■ **EXERCISE**
Reproduce the first line of the entries that follow and each later line, word for word, ending with the one containing "the cache's channel".

■ **MATERIAL FOR THE TASK**
——————————
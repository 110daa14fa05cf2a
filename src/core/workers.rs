//! Background decode worker.
//!
//! One thread, one queue, one active provider at a time. Per tick:
//! 1. If the local queue is empty, pull one provider from the cache's channel
//! 2. Advance the front provider by one step; pop it once complete
//! 3. Announce progress/completion on the event bus
//! 4. With nothing to advance, report idle
//!
//! Idle handling is the only difference between the two scheduling modes:
//! `Poll` sleeps a fixed interval, `Wait` blocks until a new provider (or
//! shutdown) arrives. Decode order and cache semantics are identical.

use std::collections::VecDeque;
use std::panic::{self, AssertUnwindSafe};
use std::thread;
use std::time::{Duration, Instant};

use crossbeam_channel::{Receiver, Sender, TryRecvError, bounded, select};
use log::{error, trace};

use super::event_bus::EventEmitter;
use super::events::{FrameProgressEvent, FrameReadyEvent, RedrawRequestedEvent};
use crate::entities::{ProviderState, SharedProvider};

/// How the worker thread spends idle time
#[derive(Debug, Clone, Copy, PartialEq, Eq)]
pub enum IdleMode {
    /// Sleep this long, then look again
    Poll(Duration),
    /// Block until woken by new work
    Wait,
}

/// Outcome of one worker tick
#[derive(Debug, Clone, Copy, PartialEq, Eq)]
pub enum Tick {
    Busy,
    Idle,
}

/// Worker-side queue of providers being decoded
pub struct LoadQueue {
    queue: VecDeque<SharedProvider>,
    source: Receiver<SharedProvider>,
    events: Option<EventEmitter>,
}

impl LoadQueue {
    pub fn new(source: Receiver<SharedProvider>, events: Option<EventEmitter>) -> Self {
        Self {
            queue: VecDeque::new(),
            source,
            events,
        }
    }

    pub fn len(&self) -> usize {
        self.queue.len()
    }

    pub fn is_empty(&self) -> bool {
        self.queue.is_empty()
    }

    /// One bounded unit of background progress
    pub fn tick(&mut self) -> Tick {
        if self.queue.is_empty() {
            if let Ok(provider) = self.source.try_recv() {
                self.queue.push_back(provider);
            }
        }

        let Some(front) = self.queue.front().cloned() else {
            return Tick::Idle;
        };

        // Already finished elsewhere (an edit provider drove it as a child):
        // announce it now, consumers of the child itself are still waiting
        if front.is_complete() {
            self.queue.pop_front();
            self.finished(&front, &front.state());
            return Tick::Busy;
        }

        let before = percent(front.progress());
        let state = front.advance();
        match state {
            ProviderState::Done(_) | ProviderState::Failed(_) => {
                self.queue.pop_front();
                self.finished(&front, &state);
            }
            ProviderState::InProgress(p) if percent(p) != before => {
                if let Some(events) = &self.events {
                    events.emit(FrameProgressEvent {
                        key: front.key().clone(),
                        progress: p,
                    });
                }
            }
            _ => {}
        }
        Tick::Busy
    }

    fn finished(&self, provider: &SharedProvider, state: &ProviderState) {
        let ok = matches!(state, ProviderState::Done(_));
        trace!("Finished {} (ok={})", provider.key(), ok);
        if let Some(events) = &self.events {
            events.emit(FrameReadyEvent {
                key: provider.key().clone(),
                ok,
            });
            events.emit(RedrawRequestedEvent);
        }
    }

    /// Block until new work or shutdown; false means stop
    fn wait_for_work(&mut self, shutdown: &Receiver<()>) -> bool {
        select! {
            recv(self.source) -> msg => match msg {
                Ok(provider) => {
                    self.queue.push_back(provider);
                    true
                }
                Err(_) => false,
            },
            recv(shutdown) -> _ => false,
        }
    }
}

fn percent(p: f32) -> u32 {
    (p * 100.0) as u32
}

/// Owner of the worker thread.
///
/// Dropping it signals shutdown and waits briefly for the thread to exit.
pub struct Workers {
    handle: Option<thread::JoinHandle<()>>,
    shutdown: Sender<()>,
}

impl Workers {
    /// Spawn the worker thread draining `queue`
    pub fn spawn(mut queue: LoadQueue, mode: IdleMode) -> std::io::Result<Self> {
        let (shutdown, shutdown_rx) = bounded::<()>(1);

        let handle = thread::Builder::new()
            .name("seqload-worker".into())
            .spawn(move || {
                trace!("Worker started ({:?})", mode);
                loop {
                    match shutdown_rx.try_recv() {
                        Err(TryRecvError::Empty) => {}
                        _ => break,
                    }
                    // Event callbacks run here too; one bad tick must not end the thread
                    match panic::catch_unwind(AssertUnwindSafe(|| queue.tick())) {
                        Ok(Tick::Busy) => continue,
                        Ok(Tick::Idle) => {}
                        Err(_) => {
                            error!("Worker tick panicked, continuing");
                            continue;
                        }
                    }
                    match mode {
                        IdleMode::Poll(interval) => thread::sleep(interval),
                        IdleMode::Wait => {
                            if !queue.wait_for_work(&shutdown_rx) {
                                break;
                            }
                        }
                    }
                }
                trace!("Worker stopped");
            })?;

        Ok(Self {
            handle: Some(handle),
            shutdown,
        })
    }

    /// Signal the thread and wait up to 500ms for it to finish.
    ///
    /// A decode blocked in I/O keeps the thread alive past the deadline;
    /// it is then left to die with the process.
    pub fn shutdown(&mut self) {
        let Some(handle) = self.handle.take() else {
            return;
        };
        let _ = self.shutdown.try_send(());

        let deadline = Instant::now() + Duration::from_millis(500);
        while !handle.is_finished() {
            if Instant::now() >= deadline {
                trace!("Shutdown timeout reached, detaching worker");
                return;
            }
            thread::sleep(Duration::from_millis(1));
        }
        if handle.join().is_err() {
            error!("Worker thread panicked");
        }
    }

    pub fn is_running(&self) -> bool {
        self.handle.as_ref().is_some_and(|h| !h.is_finished())
    }
}

impl Drop for Workers {
    fn drop(&mut self) {
        self.shutdown();
    }
}
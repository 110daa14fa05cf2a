use seqload::cli::{expand_patterns, Args};
use seqload::config::{IdleStrategy, PipelineConfig};
use seqload::core::events::{FrameReadyEvent, SourceChangedEvent};
use seqload::{Collection, FrameHandle, Pipeline};

use anyhow::{Context, Result};
use clap::Parser;
use log::{debug, info};
use std::path::PathBuf;
use std::sync::Arc;
use std::time::Duration;

fn init_logging(args: &Args) -> Result<()> {
    // 0 (default) = warn, 1 (-v) = info, 2 (-vv) = debug, 3+ (-vvv) = trace
    let log_level = match args.verbosity {
        0 => log::LevelFilter::Warn,
        1 => log::LevelFilter::Info,
        2 => log::LevelFilter::Debug,
        _ => log::LevelFilter::Trace,
    };

    if let Some(log_path_opt) = &args.log_file {
        let log_path = log_path_opt
            .clone()
            .unwrap_or_else(|| PathBuf::from("seqload.log"));
        let file = std::fs::File::create(&log_path)
            .with_context(|| format!("cannot create log file {}", log_path.display()))?;

        env_logger::Builder::new()
            .filter_level(log_level.max(log::LevelFilter::Debug))
            .format_timestamp_millis()
            .target(env_logger::Target::Pipe(Box::new(file)))
            .init();
        info!("Logging to file: {} (level: {:?})", log_path.display(), log_level);
    } else {
        // Respects RUST_LOG if set
        let default_level = match args.verbosity {
            0 => "warn",
            1 => "info",
            2 => "debug",
            _ => "trace",
        };
        env_logger::Builder::from_env(env_logger::Env::default().default_filter_or(default_level))
            .format_timestamp_millis()
            .init();
    }
    Ok(())
}

fn build(pipeline: &Pipeline, args: &Args) -> Result<Arc<Collection>> {
    let files = expand_patterns(&args.files)?;
    let mut collection = pipeline.build_collection(&files)?;

    if let Some(expr) = &args.edit {
        let mut inputs = vec![collection];
        for pattern in &args.with {
            let files = expand_patterns(std::slice::from_ref(pattern))?;
            inputs.push(pipeline.build_collection(&files)?);
        }
        collection = pipeline.edit(inputs, expr)?;
    }
    if let Some(index) = args.remove {
        collection = pipeline.remove_frame(&collection, index)?;
    }
    Ok(collection)
}

fn report(collection: &Collection, index: usize, handle: &FrameHandle) {
    let name = collection
        .filename(index)
        .map(|p| p.display().to_string())
        .unwrap_or_default();
    match handle.image() {
        Some(img) => println!(
            "{:>5}  {}  {}  [{} .. {}]",
            index,
            name,
            handle.status_label(),
            img.min(),
            img.max()
        ),
        None => println!("{:>5}  {}  {}", index, name, handle.status_label()),
    }
}

fn main() -> Result<()> {
    let args = Args::parse();
    init_logging(&args)?;
    debug!("Command-line args: {:?}", args);

    let mut config = PipelineConfig::load(args.config.as_deref())?;
    if args.wait {
        config.idle_mode = IdleStrategy::Wait;
    }
    config.force_generic |= args.force_generic;
    config.watch_files &= !args.no_watch;

    let pipeline = Pipeline::new(config)?;

    // Completion notifications wake the report loop; no polling of providers
    let (done_tx, done_rx) = crossbeam_channel::unbounded::<()>();
    pipeline.events().subscribe::<FrameReadyEvent, _>(move |e| {
        debug!("Frame ready: {} (ok={})", e.key, e.ok);
        let _ = done_tx.send(());
    });
    pipeline.events().subscribe::<SourceChangedEvent, _>(|e| {
        info!("Source changed: {}", e.path.display());
    });

    let collection = build(&pipeline, &args)?;
    info!("Sequence has {} frame(s)", collection.len());

    let indices: Vec<usize> = match args.frame {
        Some(i) => vec![i],
        None => (0..collection.len()).collect(),
    };
    let handles = indices
        .iter()
        .map(|&i| pipeline.frame(&collection, i).map(|h| (i, h)))
        .collect::<Result<Vec<_>, _>>()?;

    let mut failed = 0;
    for (index, handle) in &handles {
        while !handle.is_complete() {
            // Spurious or missed wakeups are covered by the timeout
            let _ = done_rx.recv_timeout(Duration::from_millis(50));
        }
        if matches!(handle.result(), Some(Err(_))) {
            failed += 1;
        }
        report(&collection, *index, handle);
    }

    info!(
        "Done: {} frame(s), {} failed, cache hit rate {:.0}%",
        handles.len(),
        failed,
        pipeline.stats().hit_rate() * 100.0
    );
    if failed > 0 {
        anyhow::bail!("{} frame(s) could not be loaded", failed);
    }
    Ok(())
}
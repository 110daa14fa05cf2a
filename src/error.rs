//! Error taxonomy for the acquisition pipeline.
//!
//! Decode failures never surface here: a provider that cannot decode its frame
//! moves to `ProviderState::Failed` and carries a plain message instead.
//! What remains are the conditions reported synchronously to the caller.

use std::path::PathBuf;

use thiserror::Error;

/// Errors reported synchronously by collections, the cache and the pipeline context
#[derive(Debug, Clone, Error)]
pub enum PipelineError {
    /// Frame index outside `[0, len)`
    #[error("frame index {index} out of range (length {len})")]
    OutOfRange { index: usize, len: usize },

    /// Container or array header that cannot be interpreted
    #[error("malformed header in {}: {reason}", path.display())]
    MalformedHeader { path: PathBuf, reason: String },

    /// Unreadable source file
    #[error("cannot read {}: {message}", path.display())]
    DecodeIo { path: PathBuf, message: String },

    /// Edit expression rejected at parse time
    #[error("invalid edit expression: {0}")]
    Edit(String),

    /// File watcher could not be set up
    #[error("file watcher error: {0}")]
    Watch(String),

    /// Background worker thread could not be started
    #[error("cannot start worker thread: {0}")]
    Spawn(String),

    /// Configuration file unreadable or invalid
    #[error("configuration error: {0}")]
    Config(String),

    /// Removing a frame would leave the collection empty
    #[error("cannot remove the only frame of a collection")]
    LastFrame,
}

impl PipelineError {
    pub fn malformed(path: impl Into<PathBuf>, reason: impl Into<String>) -> Self {
        PipelineError::MalformedHeader {
            path: path.into(),
            reason: reason.into(),
        }
    }

    pub fn io(path: impl Into<PathBuf>, err: &std::io::Error) -> Self {
        PipelineError::DecodeIo {
            path: path.into(),
            message: err.to_string(),
        }
    }
}

#[cfg(test)]
mod tests {
    use super::*;

    #[test]
    fn test_out_of_range_message() {
        let err = PipelineError::OutOfRange { index: 10, len: 10 };
        assert_eq!(err.to_string(), "frame index 10 out of range (length 10)");
    }

    #[test]
    fn test_malformed_mentions_path() {
        let err = PipelineError::malformed("/tmp/a.npy", "fortran order");
        let msg = err.to_string();
        assert!(msg.contains("/tmp/a.npy"));
        assert!(msg.contains("fortran order"));
    }
}
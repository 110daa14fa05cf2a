//! Pipeline events: emitted on provider transitions and file changes.
//!
//! These replace polling for "is anyone still waiting on this frame": the
//! worker announces state changes and the foreground decides what to redraw.

use std::path::PathBuf;

use crate::entities::CacheKey;

/// Decode progress crossed a whole percent
#[derive(Clone, Debug)]
pub struct FrameProgressEvent {
    pub key: CacheKey,
    pub progress: f32,
}

/// Provider reached `Done` (ok) or `Failed` (!ok)
#[derive(Clone, Debug)]
pub struct FrameReadyEvent {
    pub key: CacheKey,
    pub ok: bool,
}

/// A watched source file changed; collections built from it are stale
#[derive(Clone, Debug)]
pub struct SourceChangedEvent {
    pub path: PathBuf,
}

/// Something visible changed
#[derive(Clone, Debug)]
pub struct RedrawRequestedEvent;
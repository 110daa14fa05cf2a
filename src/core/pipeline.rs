//! Pipeline context: the one owner of cache, worker, event bus and watcher.
//!
//! Created at startup, torn down on drop (or `shutdown()`), flushable on
//! demand. Every collection is built through it so its source files get
//! watched, and every frame request goes through its cache.

use std::collections::HashMap;
use std::fs;
use std::path::{Path, PathBuf};
use std::sync::atomic::{AtomicBool, Ordering};
use std::sync::{Arc, Mutex, Weak};

use crossbeam_channel::unbounded;
use log::{debug, info, warn};

use super::cache::{CacheStats, FrameCache};
use super::event_bus::EventBus;
use super::events::{RedrawRequestedEvent, SourceChangedEvent};
use super::watcher::FileWatcher;
use super::workers::{LoadQueue, Workers};
use crate::config::PipelineConfig;
use crate::entities::loader::is_stdin;
use crate::entities::{build_from_filenames, Collection, EditProgram, FrameHandle};
use crate::error::PipelineError;

/// A collection source as remembered for change notifications
#[derive(Clone)]
struct WatchedSource {
    /// Path as the collection spelled it (the cache key path)
    origin: Arc<Path>,
    stale: Weak<AtomicBool>,
}

/// State reachable from the watcher thread
struct Shared {
    cache: FrameCache,
    events: EventBus,
    /// Canonical path → sources registered under it
    sources: Mutex<HashMap<PathBuf, Vec<WatchedSource>>>,
}

impl Shared {
    fn source_changed(&self, path: &Path) {
        let canonical = fs::canonicalize(path).unwrap_or_else(|_| path.to_path_buf());
        let watched = {
            let sources = self.sources.lock().unwrap_or_else(|e| e.into_inner());
            sources
                .get(&canonical)
                .or_else(|| sources.get(path))
                .cloned()
                .unwrap_or_default()
        };

        let mut evicted = self.cache.invalidate_source(path);
        if canonical != path {
            evicted += self.cache.invalidate_source(&canonical);
        }
        for source in &watched {
            if source.origin.as_ref() != path && source.origin.as_ref() != canonical {
                evicted += self.cache.invalidate_source(&source.origin);
            }
            if let Some(flag) = source.stale.upgrade() {
                flag.store(true, Ordering::Release);
            }
        }
        info!("{} changed: {} cached frame(s) invalidated", path.display(), evicted);

        self.events.emit(SourceChangedEvent { path: canonical });
        self.events.emit(RedrawRequestedEvent);
    }
}

/// Explicitly owned pipeline context
pub struct Pipeline {
    shared: Arc<Shared>,
    workers: Workers,
    watcher: Option<FileWatcher>,
    config: PipelineConfig,
}

impl Pipeline {
    /// Start the worker thread (and file watcher, if enabled)
    pub fn new(config: PipelineConfig) -> Result<Self, PipelineError> {
        let (tx, rx) = unbounded();
        let shared = Arc::new(Shared {
            cache: FrameCache::new(tx, config.cache_capacity),
            events: EventBus::new(),
            sources: Mutex::new(HashMap::new()),
        });

        let queue = LoadQueue::new(rx, Some(shared.events.emitter()));
        let workers =
            Workers::spawn(queue, config.idle()).map_err(|e| PipelineError::Spawn(e.to_string()))?;

        let watcher = if config.watch_files {
            let weak = Arc::downgrade(&shared);
            match FileWatcher::new(move |path| {
                if let Some(shared) = weak.upgrade() {
                    shared.source_changed(path);
                }
            }) {
                Ok(w) => Some(w),
                Err(e) => {
                    warn!("{}; continuing without file watching", e);
                    None
                }
            }
        } else {
            None
        };

        info!(
            "Pipeline started: idle={:?}, capacity={}, watch={}",
            config.idle(),
            config.cache_capacity,
            watcher.is_some()
        );
        Ok(Self {
            shared,
            workers,
            watcher,
            config,
        })
    }

    pub fn config(&self) -> &PipelineConfig {
        &self.config
    }

    pub fn cache(&self) -> &FrameCache {
        &self.shared.cache
    }

    pub fn events(&self) -> &EventBus {
        &self.shared.events
    }

    pub fn stats(&self) -> &CacheStats {
        self.shared.cache.stats()
    }

    /// Build a collection from resolved filenames and watch its sources
    pub fn build_collection(&self, paths: &[PathBuf]) -> Result<Arc<Collection>, PipelineError> {
        let collection = Arc::new(build_from_filenames(paths, self.config.force_generic)?);
        self.register(&collection);
        debug!("Collection built: {} file(s), {} frame(s)", paths.len(), collection.len());
        Ok(collection)
    }

    /// Combine sibling collections with an edit expression
    pub fn edit(&self, inputs: Vec<Arc<Collection>>, expr: &str) -> Result<Arc<Collection>, PipelineError> {
        let program = EditProgram::parse(expr)?;
        Ok(Arc::new(Collection::edited(inputs, program)?))
    }

    /// Hide one frame of a collection
    pub fn remove_frame(&self, collection: &Arc<Collection>, index: usize) -> Result<Arc<Collection>, PipelineError> {
        Ok(Arc::new(Collection::masked(Arc::clone(collection), index)?))
    }

    /// Request a frame; never blocks on decoding
    pub fn frame(&self, collection: &Collection, index: usize) -> Result<FrameHandle, PipelineError> {
        collection.frame(index, &self.shared.cache)
    }

    /// Change notification entry point (also called by the internal watcher)
    pub fn on_file_changed(&self, path: &Path) {
        self.shared.source_changed(path);
    }

    /// Drop every cached provider
    pub fn flush(&self) {
        self.shared.cache.flush_all();
        self.shared.events.emit(RedrawRequestedEvent);
    }

    /// Stop the worker; called by Drop as well
    pub fn shutdown(&mut self) {
        self.watcher = None;
        self.workers.shutdown();
        debug!(
            "Pipeline stopped: {} hits, {} misses, {} evictions",
            self.stats().hits(),
            self.stats().misses(),
            self.stats().evictions()
        );
    }

    fn register(&self, collection: &Collection) {
        let mut sources = self.shared.sources.lock().unwrap_or_else(|e| e.into_inner());
        for source in collection.sources() {
            if is_stdin(&source.path) {
                continue;
            }
            let canonical = fs::canonicalize(&source.path).unwrap_or_else(|_| source.path.to_path_buf());
            let entry = sources.entry(canonical.clone()).or_default();
            entry.retain(|s| s.stale.strong_count() > 0);
            entry.push(WatchedSource {
                origin: source.path.clone(),
                stale: Arc::downgrade(&source.stale),
            });

            if let Some(watcher) = &self.watcher {
                if let Err(e) = watcher.watch(&canonical) {
                    warn!("{}", e);
                }
            }
        }
    }
}

impl Drop for Pipeline {
    fn drop(&mut self) {
        self.shutdown();
    }
}

#[cfg(test)]
mod tests {
    use super::*;
    use crate::config::IdleStrategy;
    use crate::core::event_bus::downcast_event;
    use crate::entities::vpp::tests::write_vpp;
    use image::{Rgb, RgbImage};
    use std::thread;
    use std::time::{Duration, Instant};
    use tempfile::tempdir;

    fn pipeline(idle_mode: IdleStrategy) -> Pipeline {
        Pipeline::new(PipelineConfig {
            idle_mode,
            poll_interval_ms: 1,
            watch_files: false,
            ..Default::default()
        })
        .unwrap()
    }

    fn wait(handle: &FrameHandle) {
        let deadline = Instant::now() + Duration::from_secs(10);
        while !handle.is_complete() && Instant::now() < deadline {
            thread::sleep(Duration::from_millis(1));
        }
        assert!(handle.is_complete(), "frame {} never completed", handle.key());
    }

    #[test]
    fn test_still_image_end_to_end() {
        let dir = tempdir().unwrap();
        let path = dir.path().join("a.png");
        RgbImage::from_pixel(5, 4, Rgb([1, 2, 3])).save(&path).unwrap();

        let p = pipeline(IdleStrategy::Wait);
        let c = p.build_collection(&[path]).unwrap();
        assert_eq!(c.len(), 1);
        let handle = p.frame(&c, 0).unwrap();
        wait(&handle);
        assert_eq!(handle.status_label(), "5x4x3");
        assert!(handle.image().unwrap().is_cached());
    }

    #[test]
    fn test_out_of_range_is_reported() {
        let dir = tempdir().unwrap();
        let path = dir.path().join("v.vpp");
        write_vpp(&path, 2, 2, 1, 3, 0);
        let p = pipeline(IdleStrategy::Poll);
        let c = p.build_collection(&[path]).unwrap();
        assert!(matches!(
            p.frame(&c, 3),
            Err(PipelineError::OutOfRange { index: 3, len: 3 })
        ));
    }

    #[test]
    fn test_file_change_invalidates_and_marks_stale() {
        let dir = tempdir().unwrap();
        let path = dir.path().join("v.vpp");
        write_vpp(&path, 2, 2, 1, 3, 0);

        let p = pipeline(IdleStrategy::Wait);
        let c = p.build_collection(&[path.clone()]).unwrap();
        let first = p.frame(&c, 1).unwrap();
        wait(&first);
        assert!(p.cache().contains(first.key()));
        assert!(!c.is_stale());
        p.events().poll();

        p.on_file_changed(&path);

        assert!(!p.cache().contains(first.key()));
        assert!(c.is_stale());
        let again = p.frame(&c, 1).unwrap();
        assert!(!Arc::ptr_eq(first.provider(), again.provider()));
        // Detached provider keeps its result for the old holder
        assert!(first.image().is_some());

        let events = p.events().poll();
        assert!(events.iter().any(|e| downcast_event::<SourceChangedEvent>(e).is_some()));
        assert!(events.iter().any(|e| downcast_event::<RedrawRequestedEvent>(e).is_some()));
    }

    #[test]
    fn test_edit_through_pipeline() {
        let dir = tempdir().unwrap();
        let a = dir.path().join("a.vpp");
        let b = dir.path().join("b.vpp");
        write_vpp(&a, 2, 2, 1, 3, 0);
        write_vpp(&b, 2, 2, 1, 3, 0);

        let p = pipeline(IdleStrategy::Poll);
        let ca = p.build_collection(&[a.clone()]).unwrap();
        let cb = p.build_collection(&[b]).unwrap();
        let edited = p.edit(vec![ca, cb], "x y + 2 /").unwrap();
        let handle = p.frame(&edited, 2).unwrap();
        wait(&handle);
        assert_eq!(handle.image().unwrap().pixels(), &[2.0; 4]);

        // Changing one input drops the edit result too
        p.on_file_changed(&a);
        assert!(!p.cache().contains(handle.key()));
        assert!(edited.is_stale());
    }

    #[test]
    fn test_remove_frame() {
        let dir = tempdir().unwrap();
        let path = dir.path().join("v.vpp");
        write_vpp(&path, 1, 1, 1, 2, 0);
        let p = pipeline(IdleStrategy::Poll);
        let c = p.build_collection(&[path]).unwrap();
        let masked = p.remove_frame(&c, 0).unwrap();
        assert_eq!(masked.len(), 1);
        assert!(matches!(p.remove_frame(&masked, 0), Err(PipelineError::LastFrame)));
    }

    #[test]
    fn test_flush_and_shutdown() {
        let dir = tempdir().unwrap();
        let path = dir.path().join("v.vpp");
        write_vpp(&path, 1, 1, 1, 4, 0);
        let mut p = pipeline(IdleStrategy::Wait);
        let c = p.build_collection(&[path]).unwrap();
        for i in 0..4 {
            p.frame(&c, i).unwrap();
        }
        assert_eq!(p.cache().len(), 4);
        p.flush();
        assert!(p.cache().is_empty());
        p.shutdown();
        p.shutdown();
    }
}
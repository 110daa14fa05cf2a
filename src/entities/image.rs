//! Decoded pixel buffers.
//!
//! **Why**: Every decoder family (still images, multi-frame containers, numeric
//! arrays, edit expressions) hands its result to consumers in one layout:
//! row-major, channel-interleaved `f32` samples kept at their native range
//! (0..255 for 8-bit sources, 0..65535 for 16-bit, raw values for floats).
//!
//! **Used by**: Providers (produce), cache entries and consumers (share via `Arc`)
//!
//! # Range
//!
//! `min()`/`max()` are computed once, on first read, over finite samples only.

use std::sync::OnceLock;

use image::DynamicImage;

/// Immutable decoded image
#[derive(Debug)]
pub struct Image {
    pixels: Vec<f32>,
    width: usize,
    height: usize,
    channels: usize,
    range: OnceLock<(f32, f32)>,
    from_cache: bool,
}

impl Image {
    /// Wrap a channel-interleaved buffer.
    ///
    /// The buffer length must be `width * height * channels`.
    pub fn new(pixels: Vec<f32>, width: usize, height: usize, channels: usize) -> Self {
        debug_assert_eq!(pixels.len(), width * height * channels);
        Self {
            pixels,
            width,
            height,
            channels,
            range: OnceLock::new(),
            from_cache: false,
        }
    }

    /// Mark the image as produced by a cache-registered provider
    pub(crate) fn into_cached(mut self) -> Self {
        self.from_cache = true;
        self
    }

    /// Convert any `image` crate result, keeping channel count and native range
    pub fn from_dynamic(img: DynamicImage) -> Self {
        let width = img.width() as usize;
        let height = img.height() as usize;

        let (pixels, channels): (Vec<f32>, usize) = match img {
            DynamicImage::ImageLuma8(b) => (widen(b.into_raw()), 1),
            DynamicImage::ImageLumaA8(b) => (widen(b.into_raw()), 2),
            DynamicImage::ImageRgb8(b) => (widen(b.into_raw()), 3),
            DynamicImage::ImageRgba8(b) => (widen(b.into_raw()), 4),
            DynamicImage::ImageLuma16(b) => (widen(b.into_raw()), 1),
            DynamicImage::ImageLumaA16(b) => (widen(b.into_raw()), 2),
            DynamicImage::ImageRgb16(b) => (widen(b.into_raw()), 3),
            DynamicImage::ImageRgba16(b) => (widen(b.into_raw()), 4),
            DynamicImage::ImageRgb32F(b) => (b.into_raw(), 3),
            DynamicImage::ImageRgba32F(b) => (b.into_raw(), 4),
            other => (other.to_rgba32f().into_raw(), 4),
        };

        Self::new(pixels, width, height, channels)
    }

    pub fn width(&self) -> usize {
        self.width
    }

    pub fn height(&self) -> usize {
        self.height
    }

    pub fn channels(&self) -> usize {
        self.channels
    }

    /// Get resolution as tuple
    pub fn resolution(&self) -> (usize, usize) {
        (self.width, self.height)
    }

    pub fn pixels(&self) -> &[f32] {
        &self.pixels
    }

    /// Whether the buffer came out of a cache-registered provider
    pub fn is_cached(&self) -> bool {
        self.from_cache
    }

    /// Samples of one pixel, or None outside the image
    pub fn pixel(&self, x: usize, y: usize) -> Option<&[f32]> {
        if x >= self.width || y >= self.height {
            return None;
        }
        let start = (y * self.width + x) * self.channels;
        Some(&self.pixels[start..start + self.channels])
    }

    pub fn min(&self) -> f32 {
        self.range().0
    }

    pub fn max(&self) -> f32 {
        self.range().1
    }

    /// Memory size in bytes
    pub fn mem(&self) -> usize {
        self.pixels.len() * std::mem::size_of::<f32>()
    }

    fn range(&self) -> (f32, f32) {
        *self.range.get_or_init(|| {
            let mut lo = f32::INFINITY;
            let mut hi = f32::NEG_INFINITY;
            for &v in self.pixels.iter().filter(|v| v.is_finite()) {
                lo = lo.min(v);
                hi = hi.max(v);
            }
            if lo > hi { (0.0, 0.0) } else { (lo, hi) }
        })
    }
}

fn widen<T: Copy + Into<f32>>(samples: Vec<T>) -> Vec<f32> {
    samples.into_iter().map(Into::into).collect()
}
——————————
■ **PROBLEM SOLUTION**
repository 110daa14fa05cf2a
filename src/core/workers.rs
//! Background decode worker.
//!
//! One thread, one queue, one active provider at a time. Per tick:
//! 1. If the local queue is empty, pull one provider from the cache's channel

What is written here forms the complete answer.